Der Wahlkönig – Gedanken über den Bundespräsidenten, seine Macht und Ohnmacht und über Monarchie

Am 30. April 2013 tritt die niederländische Königin Beatrix ab. Ihr Sohn, Kronprinz Willem-Alexander, wird ihr Nachfolger. Aus diesem Anlass berichtet das Wa(H)renhaus in den nächsten Tagen über dieses Ereignis, über Sinn und Widersinn der Monarchie in der modernen Zeit, über Bundespräsidenten und Parlamentseide, aber auch über Stars, Sternchen, Lieder, Kleider und Lobeshymnen. Vor allem aber über die Niederlande.

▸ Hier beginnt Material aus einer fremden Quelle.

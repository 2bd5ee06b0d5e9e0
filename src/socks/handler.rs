//! Main SOCKS5 handler
//!
//! This module drives a single client session: version check,
//! authentication, request parsing, resolution, rewriting, rule
//! enforcement and command dispatch.

use super::auth::{authenticate, AuthRegistry, Authenticator};
use super::command::{read_addr_spec, read_request_header, send_command_not_supported, send_reply};
use super::consts::SOCKS5_VERSION;
use super::resolver::{DnsResolver, NameResolver};
use super::rewriter::AddressRewriter;
use super::rules::{PermitAll, RuleSet};
use super::tcp_relay::handle_connect;
use super::types::{AddrSpec, AuthContext, Command, Request};
use crate::error::{ReplyCode, Socks5Error};
use crate::transport::{Connector, TcpConnector};
use std::net::SocketAddr;
use std::sync::Arc;
use tokio::io::{AsyncRead, AsyncReadExt, AsyncWrite, BufReader};
use tracing::{debug, info, warn};

/// Fully-populated, immutable engine configuration shared by all sessions
#[derive(Debug)]
pub struct Settings {
    /// Negotiable authentication methods
    pub auth: AuthRegistry,
    /// Resolver for domain-name destinations
    pub resolver: Arc<dyn NameResolver>,
    /// Per-request admission policy
    pub rules: Arc<dyn RuleSet>,
    /// Optional destination rewriting
    pub rewriter: Option<Arc<dyn AddressRewriter>>,
    /// Outbound dialer for CONNECT
    pub connector: Arc<dyn Connector>,
}

impl Default for Settings {
    fn default() -> Self {
        Settings {
            auth: AuthRegistry::new([Authenticator::NoAuth]),
            resolver: Arc::new(DnsResolver),
            rules: Arc::new(PermitAll),
            rewriter: None,
            connector: Arc::new(TcpConnector::with_defaults()),
        }
    }
}

/// Per-connection SOCKS5 state machine
#[derive(Debug, Clone)]
pub struct ConnectionHandler {
    settings: Arc<Settings>,
}

impl ConnectionHandler {
    /// Create a handler over shared settings
    pub fn new(settings: Arc<Settings>) -> Self {
        ConnectionHandler { settings }
    }

    /// Serve one client stream until the session ends
    ///
    /// # Protocol Flow
    ///
    /// 1. Version byte (a mismatch aborts without writing anything)
    /// 2. Method negotiation and authentication
    /// 3. Request header and destination address
    /// 4. Name resolution and rewriting
    /// 5. Rule check
    /// 6. Command execution (CONNECT relays, BIND and ASSOCIATE are refused)
    pub async fn serve<S>(&self, stream: S, remote_addr: SocketAddr) -> Result<(), Socks5Error>
    where
        S: AsyncRead + AsyncWrite + Unpin + Send + 'static,
    {
        let mut stream = BufReader::new(stream);

        let version = stream.read_u8().await?;
        if version != SOCKS5_VERSION {
            return Err(Socks5Error::UnsupportedVersion(version));
        }

        let auth = authenticate(&mut stream, &self.settings.auth).await?;
        debug!(
            "Authentication completed for {} with method {:#04x}",
            remote_addr, auth.method
        );

        self.handle_request(stream, remote_addr, auth).await
    }

    async fn handle_request<S>(
        &self,
        mut stream: BufReader<S>,
        remote_addr: SocketAddr,
        auth: AuthContext,
    ) -> Result<(), Socks5Error>
    where
        S: AsyncRead + AsyncWrite + Unpin + Send + 'static,
    {
        let command_byte = read_request_header(&mut stream).await?;

        let requested = match read_addr_spec(&mut stream).await {
            Ok(addr) => addr,
            Err(Socks5Error::AddressTypeNotSupported(addr_type)) => {
                if let Err(e) = send_reply(&mut stream, ReplyCode::AddrTypeNotSupported, None).await {
                    debug!("Failed to send address type reply: {}", e);
                }
                return Err(Socks5Error::AddressTypeNotSupported(addr_type));
            }
            Err(Socks5Error::InvalidDomain(name)) => {
                if let Err(e) = send_reply(&mut stream, ReplyCode::HostUnreachable, None).await {
                    debug!("Failed to send host unreachable reply: {}", e);
                }
                return Err(Socks5Error::InvalidDomain(name));
            }
            Err(e) => return Err(e),
        };

        let command = match Command::from_byte(command_byte) {
            Some(command) => command,
            None => {
                send_command_not_supported(&mut stream).await?;
                return Err(Socks5Error::CommandNotSupported(command_byte));
            }
        };

        let mut dest = requested.clone();
        self.resolve_dest(&mut stream, &mut dest).await?;

        let mut request = Request {
            command,
            dest_addr: dest,
            requested_addr: requested,
            remote_addr,
            auth,
        };

        if let Some(rewriter) = &self.settings.rewriter {
            let mut rewritten = rewriter.rewrite(&request);
            debug!("Rewrote {} to {}", request.requested_addr, rewritten);
            self.resolve_dest(&mut stream, &mut rewritten).await?;
            request.dest_addr = rewritten;
        }

        if !self.settings.rules.allow(&request) {
            send_reply(&mut stream, ReplyCode::RuleFailure, Some(&request.dest_addr)).await?;
            return Err(Socks5Error::BlockedByRules {
                command,
                dest: request.requested_addr.to_string(),
            });
        }

        info!(
            "SOCKS5 {} request from {} to {}",
            command, remote_addr, request.dest_addr
        );

        match command {
            Command::Connect => {
                handle_connect(stream, &request, self.settings.connector.as_ref()).await
            }
            Command::Bind | Command::Associate => {
                warn!("{} command not supported", command);
                send_command_not_supported(&mut stream).await
            }
        }
    }

    /// Resolve a destination that carries only a domain name
    ///
    /// Replies "host unreachable" when the lookup fails.
    async fn resolve_dest<S>(
        &self,
        stream: &mut BufReader<S>,
        addr: &mut AddrSpec,
    ) -> Result<(), Socks5Error>
    where
        S: AsyncRead + AsyncWrite + Unpin,
    {
        let name = match (&addr.ip, &addr.fqdn) {
            (None, Some(name)) => name.clone(),
            _ => return Ok(()),
        };

        match self.settings.resolver.resolve(&name).await {
            Ok(ip) => {
                addr.ip = Some(ip);
                Ok(())
            }
            Err(source) => {
                send_reply(stream, ReplyCode::HostUnreachable, None).await?;
                Err(Socks5Error::ResolveFailed { name, source })
            }
        }
    }
}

Vor 8 Jahren habe ich einmal gesagt, dass ich einen großen Artikel über die Unterschiede zwischen dem niederländischen König oder der Königin einerseits, und dem Bundespräsidenten andererseits schreiben möchte. Gehalten habe ich mein Versprechen bislang nur in Ansätzen, und auch diesmal wird der Vergleich eher fragmentarisch bleiben. Tatsache ist jedoch, dass ich vor zwei Wochen anlässlich des bevorstehenden Thronwechsels in den Niederlanden mit Franz-Josef Hanke ein interessantes Gespräch über Sinn und Unsinn von Monarchien hatte.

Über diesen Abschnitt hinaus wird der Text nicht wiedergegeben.